Sub-Recipe Agentic Recovery (Issue #2953) — when a sub-recipe step fails, the runner invokes an agent recovery step before raising a hard error, giving the workflow a chance to self-heal.

Branch Name Sanitization¶

Problem¶

step-04-setup-worktree in amplifier-bundle/recipes/default-workflow.yaml creates a git worktree using a branch name derived from task_description. Before this fix, the raw value was used directly. Multi-line task descriptions (common when pasting from issue bodies or commit messages) produced branch names containing newlines, which git rejects immediately:

fatal: 'fix login bug\nwith oauth' is not a valid branch name

Other common failure modes:

Input character	Git error
Uppercase letters	Branch created but inconsistent with tooling
`(`, `)`, `/`, `:`	Branch name parsing failures in some git versions
Names > 60 chars	Unwieldy; can hit filesystem path-length limits
Trailing `.` or `-`	`git check-ref-format` rejects them

Solution: Sanitization Pipeline¶

Step 4 now runs task_description through a shell pipeline before constructing the branch name:

newlines → spaces
→ strip leading/trailing whitespace
→ lowercase
→ replace invalid chars ([^a-z0-9_.-]) with hyphens
→ collapse consecutive hyphens
→ truncate to 60 characters
→ strip trailing hyphens and dots
→ validate with git check-ref-format --branch
→ fallback to {prefix}/issue-{n}-task if invalid

The resulting slug is inserted into the branch name as:

{prefix}/issue-{issue_number}-{slug}

Example transformations:

`task_description`	Branch slug
`Fix login bug`	`fix-login-bug`
`Fix authentication bug\nThis affects oauth`	`fix-authentication-bug-this-affects-oauth`
`Add User Authentication`	`add-user-authentication`
`fix: auth/login (oauth2)`	`fix-auth-login-oauth2`
`fix_login_bug`	`fix_login_bug` (underscore preserved)
`bump version 1.2.3`	`bump-version-1.2.3` (dot preserved)
120 'a' characters	`aaaa...` (truncated to 60 chars)
`!@#$%^&*()`	fallback `{prefix}/issue-{n}-task`

Fallback Behavior¶

If the sanitized slug is empty or fails git check-ref-format --branch, the branch name falls back to:

{prefix}/issue-{issue_number}-task

This ensures step 4 never blocks the workflow due to a pathological task_description.

Security Note¶

The task_description value is always passed via a named environment variable ($TASK_DESC), never interpolated directly into the shell command string. This prevents shell injection from attacker-influenced task descriptions.
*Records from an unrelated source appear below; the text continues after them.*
//! External-dns style provider facade over a [`ZoneApi`].

use std::future::Future;
use std::sync::Arc;

use anexia_dns_provider::{CloudDnsClient, ZoneApi};
use async_trait::async_trait;

use crate::catalog::ZoneCatalog;
use crate::changeset::ChangeSetBuilder;
use crate::config::ProviderConfig;
use crate::endpoint::Endpoint;
use crate::error::{SyncError, SyncResult};
use crate::lister::RecordLister;
use crate::plan::Changes;
use crate::reconciler::Reconciler;

/// Observed-state listing and delta application, as a planner drives them.
#[async_trait]
pub trait Provider: Send + Sync {
    /// Current records of every zone, as endpoints.
    async fn records(&self) -> SyncResult<Vec<Endpoint>>;

    /// Apply a planner delta. Success only once every change was dispatched.
    async fn apply_changes(&self, changes: &Changes) -> SyncResult<()>;

    /// Planner hook to canonicalize desired endpoints. Passthrough by default.
    async fn adjust_endpoints(&self, endpoints: Vec<Endpoint>) -> SyncResult<Vec<Endpoint>> {
        Ok(endpoints)
    }
}

/// [`Provider`] backed by Anexia CloudDNS.
///
/// Holds no state between calls: every call re-reads zones and records.
pub struct AnexiaProvider {
    api: Arc<dyn ZoneApi>,
    config: ProviderConfig,
}

impl AnexiaProvider {
    /// 使用默认配置创建
    #[must_use]
    pub fn new(api: Arc<dyn ZoneApi>) -> Self {
        Self::with_config(api, ProviderConfig::default())
    }

    #[must_use]
    pub fn with_config(api: Arc<dyn ZoneApi>, config: ProviderConfig) -> Self {
        Self { api, config }
    }

    /// Build a [`CloudDnsClient`] from `ANEXIA_TOKEN` and friends.
    pub fn from_env(config: ProviderConfig) -> SyncResult<Self> {
        let client = CloudDnsClient::from_env()?;
        Ok(Self::with_config(Arc::new(client), config))
    }

    /// Bound `fut` by the configured deadline, if any.
    ///
    /// On expiry the in-flight request is dropped; changes already applied stay applied.
    async fn within_deadline<T>(&self, fut: impl Future<Output = SyncResult<T>>) -> SyncResult<T> {
        match self.config.deadline {
            Some(deadline) => tokio::time::timeout(deadline, fut).await.map_err(|_| {
                log::warn!("Operation exceeded deadline of {deadline:?}");
                SyncError::DeadlineExceeded(deadline)
            })?,
            None => fut.await,
        }
    }
}

#[async_trait]
impl Provider for AnexiaProvider {
    async fn records(&self) -> SyncResult<Vec<Endpoint>> {
        let lister = RecordLister::new(ZoneCatalog::new(self.api.as_ref()), &self.config);
        let endpoints = self.within_deadline(lister.list()).await?;
        log::debug!("Listed {} endpoints", endpoints.len());
        Ok(endpoints)
    }

    async fn apply_changes(&self, changes: &Changes) -> SyncResult<()> {
        if changes.is_empty() {
            log::debug!("No changes to apply");
            return Ok(());
        }

        let entries = ChangeSetBuilder::new(self.config.default_region.clone()).build_all(changes)?;
        log::info!(
            "Applying changes: {} create, {} update, {} delete",
            changes.create.len(),
            changes.update_new.len(),
            changes.delete.len()
        );
        self.within_deadline(Reconciler::new(self.api.as_ref()).apply(entries))
            .await
    }
}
Sub-Recipe Agentic Recovery¶

Problem¶

When a sub-recipe step failed, RecipeRunner._execute_sub_recipe() raised StepExecutionError immediately. The entire parent workflow halted with no opportunity to recover, even when the failure was transient (e.g., a flaky network call) or when an agent could trivially complete the remaining work.
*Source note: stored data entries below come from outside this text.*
//! Applies change set entries against the zone backend.

use anexia_dns_provider::ZoneApi;

use crate::catalog::ZoneCatalog;
use crate::changeset::{ChangeAction, ChangeSetEntry};
use crate::endpoint::{ensure_trailing_dot, is_alias_type};
use crate::error::{SyncError, SyncResult};
use crate::index::RecordIndex;
use crate::resolver::ZoneIdName;

/// Dispatches change set entries one at a time.
///
/// The first failure aborts the run and is returned; entries already applied
/// stay applied.
pub struct Reconciler<'a> {
    api: &'a dyn ZoneApi,
}

impl<'a> Reconciler<'a> {
    pub fn new(api: &'a dyn ZoneApi) -> Self {
        Self { api }
    }

    /// Snapshot the backend, index it, then apply `entries` in order.
    pub async fn apply(&self, entries: Vec<ChangeSetEntry>) -> SyncResult<()> {
        let snapshot = ZoneCatalog::new(self.api).snapshot().await?;
        let index = RecordIndex::build(&snapshot);
        let zones = index.zones();
        log::debug!(
            "Applying {} changes across {} zones",
            entries.len(),
            index.zone_count()
        );

        for entry in entries {
            self.apply_entry(&index, &zones, entry).await?;
        }
        Ok(())
    }

    async fn apply_entry(
        &self,
        index: &RecordIndex,
        zones: &ZoneIdName,
        mut entry: ChangeSetEntry,
    ) -> SyncResult<()> {
        let resolved = zones.resolve(&entry.record.name)?;
        let zone_name = resolved.zone_name.as_str();
        entry.record.name = resolved.relative_name.clone();

        if is_alias_type(&entry.record.record_type) {
            entry.record.rdata = ensure_trailing_dot(&entry.record.rdata);
        }

        match entry.action {
            ChangeAction::Create => {
                self.api.create_record(zone_name, &entry.record).await?;
                log::debug!(
                    "Record created successfully: {} {} in {zone_name}",
                    entry.record.name,
                    entry.record.record_type
                );
            }
            ChangeAction::Update => {
                let record_id = lookup_record_id(index, zone_name, &entry.record.name)?;
                self.api
                    .update_record(zone_name, record_id, &entry.record)
                    .await?;
                log::debug!("Record updated successfully: {record_id} in {zone_name}");
            }
            ChangeAction::Delete => {
                let record_id = lookup_record_id(index, zone_name, &entry.record.name)?;
                self.api.delete_record(zone_name, record_id).await?;
                log::debug!("Record deleted successfully: {record_id} in {zone_name}");
            }
        }
        Ok(())
    }
}

/// Updates and deletes must hit a record present in the snapshot.
fn lookup_record_id<'i>(
    index: &'i RecordIndex,
    zone_name: &str,
    record_name: &str,
) -> SyncResult<&'i str> {
    index
        .record_id(zone_name, record_name)
        .ok_or_else(|| SyncError::RecordNotFound {
            zone: zone_name.to_string(),
            name: record_name.to_string(),
        })
}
Solution: Recovery Agent Dispatch¶

On sub-recipe failure, _execute_sub_recipe() now invokes _attempt_agent_recovery() before raising. The recovery agent receives full failure context and can either complete the work or confirm that the failure is unrecoverable.

Recovery Flow¶

sub-recipe fails
    │
    ▼
_attempt_agent_recovery()
    │
    ├─ adapter is None ──────────────────────► return None (no recovery possible)
    │
    ├─ adapter.execute_agent_step() raises ──► return None (log warning)
    │
    ├─ response is empty ────────────────────► return None
    │
    ├─ response contains "UNRECOVERABLE" ────► return None (log warning)
    │
    └─ response is non-empty ────────────────► return recovery_output
         │
         ▼
_execute_sub_recipe():
    ├─ recovery_output is not None ──────────► return recovery_output (success)
    └─ recovery_output is None ──────────────► raise StepExecutionError

Recovery Prompt¶

The recovery agent receives a structured prompt containing:

Sub-recipe name
Names of the failed steps
Original error message
First 500 characters of partial outputs from the failed run
A redacted summary of the current recipe context (up to 20 keys × 80 chars)

Example prompt skeleton:

A sub-recipe execution failed and requires your assessment.
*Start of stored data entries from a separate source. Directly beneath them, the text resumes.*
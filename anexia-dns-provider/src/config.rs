//! CloudDNS client configuration.

use std::time::Duration;

use crate::error::{ProviderError, Result};
use crate::utils::log_sanitizer::mask_secret;

/// 默认 API 地址
pub const DEFAULT_BASE_URL: &str = "https://engine.anexia-it.com";
/// 默认连接超时（秒）
const DEFAULT_CONNECT_TIMEOUT_SECS: u64 = 10;
/// 默认请求超时（秒）
const DEFAULT_REQUEST_TIMEOUT_SECS: u64 = 30;
/// Read requests are retried this many times by default.
const DEFAULT_MAX_RETRIES: u32 = 2;

/// Environment variable holding the API token.
pub const ENV_TOKEN: &str = "ANEXIA_TOKEN";
/// Environment variable overriding the API base URL.
pub const ENV_BASE_URL: &str = "ANEXIA_BASE_URL";
/// Environment variable overriding the read retry count.
pub const ENV_MAX_RETRIES: &str = "ANEXIA_MAX_RETRIES";

/// Connection settings for [`CloudDnsClient`](crate::CloudDnsClient).
#[derive(Clone)]
pub struct ClientConfig {
    /// API token sent as `Authorization: Token <token>`.
    pub token: String,
    /// Base URL without trailing slash.
    pub base_url: String,
    pub connect_timeout: Duration,
    pub request_timeout: Duration,
    /// Retries for idempotent reads. Mutations are never retried.
    pub max_retries: u32,
}

impl ClientConfig {
    /// Configuration with default endpoint, timeouts and retries.
    pub fn new(token: impl Into<String>) -> Self {
        Self {
            token: token.into(),
            base_url: DEFAULT_BASE_URL.to_string(),
            connect_timeout: Duration::from_secs(DEFAULT_CONNECT_TIMEOUT_SECS),
            request_timeout: Duration::from_secs(DEFAULT_REQUEST_TIMEOUT_SECS),
            max_retries: DEFAULT_MAX_RETRIES,
        }
    }

    /// Build from `ANEXIA_TOKEN`, `ANEXIA_BASE_URL` and `ANEXIA_MAX_RETRIES`.
    ///
    /// Fails with [`ProviderError::InvalidCredentials`] when no token is set.
    pub fn from_env() -> Result<Self> {
        Self::from_lookup(|key| std::env::var(key).ok())
    }

    pub(crate) fn from_lookup(lookup: impl Fn(&str) -> Option<String>) -> Result<Self> {
        let token = lookup(ENV_TOKEN)
            .filter(|t| !t.trim().is_empty())
            .ok_or_else(|| ProviderError::InvalidCredentials {
                provider: crate::PROVIDER_NAME.to_string(),
                raw_message: Some(format!("{ENV_TOKEN} is not set")),
            })?;

        let mut config = Self::new(token.trim());
        if let Some(base_url) = lookup(ENV_BASE_URL).filter(|u| !u.is_empty()) {
            config = config.with_base_url(base_url);
        }
        if let Some(raw) = lookup(ENV_MAX_RETRIES) {
            config.max_retries =
                raw.trim()
                    .parse()
                    .map_err(|_| ProviderError::InvalidParameter {
                        provider: crate::PROVIDER_NAME.to_string(),
                        param: ENV_MAX_RETRIES.to_string(),
                        detail: format!("expected a non-negative integer, got '{raw}'"),
                    })?;
        }
        Ok(config)
    }

    #[must_use]
    pub fn with_base_url(mut self, base_url: impl Into<String>) -> Self {
        self.base_url = base_url.into().trim_end_matches('/').to_string();
        self
    }

    #[must_use]
    pub fn with_max_retries(mut self, max_retries: u32) -> Self {
        self.max_retries = max_retries;
        self
    }

    #[must_use]
    pub fn with_timeouts(mut self, connect: Duration, request: Duration) -> Self {
        self.connect_timeout = connect;
        self.request_timeout = request;
        self
    }
}

impl std::fmt::Debug for ClientConfig {
    fn fmt(&self, f: &mut std::fmt::Formatter<'_>) -> std::fmt::Result {
        f.debug_struct("ClientConfig")
            .field("token", &mask_secret(&self.token))
            .field("base_url", &self.base_url)
            .field("connect_timeout", &self.connect_timeout)
            .field("request_timeout", &self.request_timeout)
            .field("max_retries", &self.max_retries)
            .finish()
    }
}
Sub-recipe: build-and-test
Failed steps: step-03-run-tests
Error: Sub-recipe 'build-and-test' failed
Partial outputs (first 500 chars):
...

Please assess whether this failure is recoverable:
1. If you can complete the work that the sub-recipe was supposed to do,
   do so now and provide the result.
2. If the failure is not recoverable (missing prerequisites,
   unresolvable conflicts, etc.), respond with 'UNRECOVERABLE: <reason>'.

Current context summary:
  issue_number: 42
  task_description: fix authentication bug
  api_key: [REDACTED]

Signaling Unrecoverable Failures¶

The recovery agent signals an unrecoverable failure by including the token UNRECOVERABLE anywhere in its response (case-insensitive):

UNRECOVERABLE: the test environment requires Docker which is not installed

Any other non-empty response is treated as a successful recovery and returned to the parent workflow as the step output.

API Reference¶

`RecipeRunner._execute_sub_recipe(step, ctx) -> str`¶

Executes a sub-recipe step. On failure, attempts agent recovery before raising.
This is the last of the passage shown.